THE FINANCIAL shell of fallen dairy co-operative Murray Goulburn is sitting on $265 million in equity, but it is still unclear how much investors will see once the company is wound up.
The group, which exists to fulfil financial reporting obligations and manage retained litigation, reported a $24.4 million loss for the year to June 30, with operational income having completely dried up following Murray Goulburn’s sale to Saputo last year.
The group said $6.92 million in interest income was more than offset by litigation costs tied to the $42 million Endeavour River class action settlement in June.
The Endeavour matter was launched on behalf of 1300 investors who lost out when the former milk processor unexpectedly cut milk prices and downgraded profit guidance in 2016.
The group said the bulk of the settlement was covered by insurance, with the remaining $8.2 million to be recovered by a third-party insurer.
The group now awaits the outcome of a second class action proceeding, known as the Webster Class Action, with a trial date set for February next year and an estimated trial time of four weeks.
Financial reports lodged with the ASX on August 20 showed the group still had $264.5 million in total equity, down from $288.9 million a year ago.
The group said it would be wound up after the retained litigation was finalised, with the remaining funds — if any — to be distributed among shareholders and unit-holders.

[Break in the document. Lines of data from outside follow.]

use rollcall_core::config::{ConfigError, EngineConfig};
use serde::{Deserialize, Serialize};
use std::path::{Path, PathBuf};
use thiserror::Error;

/// Which message bus the daemon registers on.
#[derive(Debug, Clone, Copy, PartialEq, Eq)]
pub enum BusKind {
    Session,
    System,
}

/// Daemon configuration, loaded from environment variables.
pub struct Config {
    /// Gallery file (versioned JSON).
    pub store_path: PathBuf,
    /// TOML file holding the `[matching]` engine settings.
    pub settings_path: PathBuf,
    /// Dimension of the vectors produced by the embedding model.
    pub dimension: usize,
    pub bus: BusKind,
    /// Maximum number of low-confidence matches awaiting confirmation.
    pub max_pending: usize,
}

impl Config {
    /// Load configuration from `ROLLCALL_*` environment variables with defaults.
    pub fn from_env() -> Self {
        let data_dir = std::env::var("XDG_DATA_HOME")
            .map(PathBuf::from)
            .unwrap_or_else(|_| home_dir().join(".local/share"))
            .join("rollcall");

        let config_dir = std::env::var("XDG_CONFIG_HOME")
            .map(PathBuf::from)
            .unwrap_or_else(|_| home_dir().join(".config"))
            .join("rollcall");

        let store_path = std::env::var("ROLLCALL_STORE_PATH")
            .map(PathBuf::from)
            .unwrap_or_else(|_| data_dir.join("gallery.json"));

        let settings_path = std::env::var("ROLLCALL_SETTINGS_PATH")
            .map(PathBuf::from)
            .unwrap_or_else(|_| config_dir.join("settings.toml"));

        Self {
            store_path,
            settings_path,
            dimension: env_usize("ROLLCALL_DIMENSION", 128),
            bus: match std::env::var("ROLLCALL_BUS").as_deref() {
                Ok("system") => BusKind::System,
                _ => BusKind::Session,
            },
            max_pending: env_usize("ROLLCALL_MAX_PENDING", 256),
        }
    }
}

fn home_dir() -> PathBuf {
    PathBuf::from(std::env::var("HOME").unwrap_or_else(|_| "/tmp".to_string()))
}

fn env_usize(key: &str, default: usize) -> usize {
    std::env::var(key)
        .ok()
        .and_then(|v| v.parse().ok())
        .unwrap_or(default)
}

#[derive(Error, Debug)]
pub enum SettingsError {
    #[error("{path}: {source}")]
    Io {
        path: PathBuf,
        #[source]
        source: std::io::Error,
    },
    #[error("{path}: {source}")]
    Parse {
        path: PathBuf,
        #[source]
        source: toml::de::Error,
    },
    #[error("serialize settings: {0}")]
    Serialize(#[from] toml::ser::Error),
    #[error("invalid settings: {0}")]
    Invalid(#[from] ConfigError),
}

/// On-disk layout of the settings file.
#[derive(Debug, Default, Serialize, Deserialize)]
struct SettingsFile {
    #[serde(default)]
    matching: EngineConfig,
}

/// Read and validate engine settings. A missing file yields the defaults.
pub fn load_settings(path: &Path) -> Result<EngineConfig, SettingsError> {
    let text = match std::fs::read_to_string(path) {
        Ok(text) => text,
        Err(e) if e.kind() == std::io::ErrorKind::NotFound => {
            tracing::info!(path = %path.display(), "no settings file; using defaults");
            return Ok(EngineConfig::default());
        }
        Err(source) => {
            return Err(SettingsError::Io {
                path: path.to_path_buf(),
                source,
            })
        }
    };
    parse_settings(&text).map_err(|e| match e {
        SettingsError::Parse { source, .. } => SettingsError::Parse {
            path: path.to_path_buf(),
            source,
        },
        other => other,
    })
}

fn parse_settings(text: &str) -> Result<EngineConfig, SettingsError> {
    let file: SettingsFile = toml::from_str(text).map_err(|source| SettingsError::Parse {
        path: PathBuf::new(),
        source,
    })?;
    Ok(file.matching.validated()?)
}

/// Write engine settings so they survive a restart.
pub fn save_settings(path: &Path, config: &EngineConfig) -> Result<(), SettingsError> {
    let io_err = |source: std::io::Error| SettingsError::Io {
        path: path.to_path_buf(),
        source,
    };
    let text = toml::to_string(&SettingsFile {
        matching: config.clone(),
    })?;
    if let Some(parent) = path.parent().filter(|p| !p.as_os_str().is_empty()) {
        std::fs::create_dir_all(parent).map_err(io_err)?;
    }
    std::fs::write(path, text).map_err(io_err)
}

“The board is of the view that the group can and will be able to pay its debts as and when they fall due, however, as the winding up of the group is intended to occur at an as yet undetermined point in the future, these financial statements are not prepared on a going concern basis,” the co-op said in its report.

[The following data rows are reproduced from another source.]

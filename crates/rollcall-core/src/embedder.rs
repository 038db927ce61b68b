//! Contract for the external face embedding model.

use image::GrayImage;
use thiserror::Error;

#[derive(Error, Debug)]
pub enum EmbedError {
    #[error("no face found in crop")]
    NoFace,
    #[error("embedding failed: {0}")]
    Failed(String),
}

/// Turns an aligned face crop into a fixed-length feature vector.
///
/// Vectors from one embedder must always have [`Embedder::dimension`]
/// components, and Euclidean distance between them must be meaningful
/// (roughly 0 for the same face, around 0.6 and above for different people).
pub trait Embedder: Send {
    fn embed(&mut self, face: &GrayImage) -> Result<Vec<f32>, EmbedError>;

    fn dimension(&self) -> usize;
}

Australia’s corporate watchdog ASIC has announced legal action being taken against the former managing director.
ASIC has started proceedings in the Federal Court against former managing director Gary Helou and former chief financial officer Brad Hingle, alleging a failure to disclose to the stock exchange, sensitive market information in a timely manner. ASIC alleges they were involved in the breaches in their continuous disclosure obligations under the Corporations Act; and breached their duties as directors and officers to act with reasonable care and diligence by failing to adequately monitor the financial position and performance of Murray Goulburn against the February Earnings Guidance.
They are also accused of failing to inform the board before April 26, 2016 of information which indicated the February Earnings Guidance was unlikely to be achieved.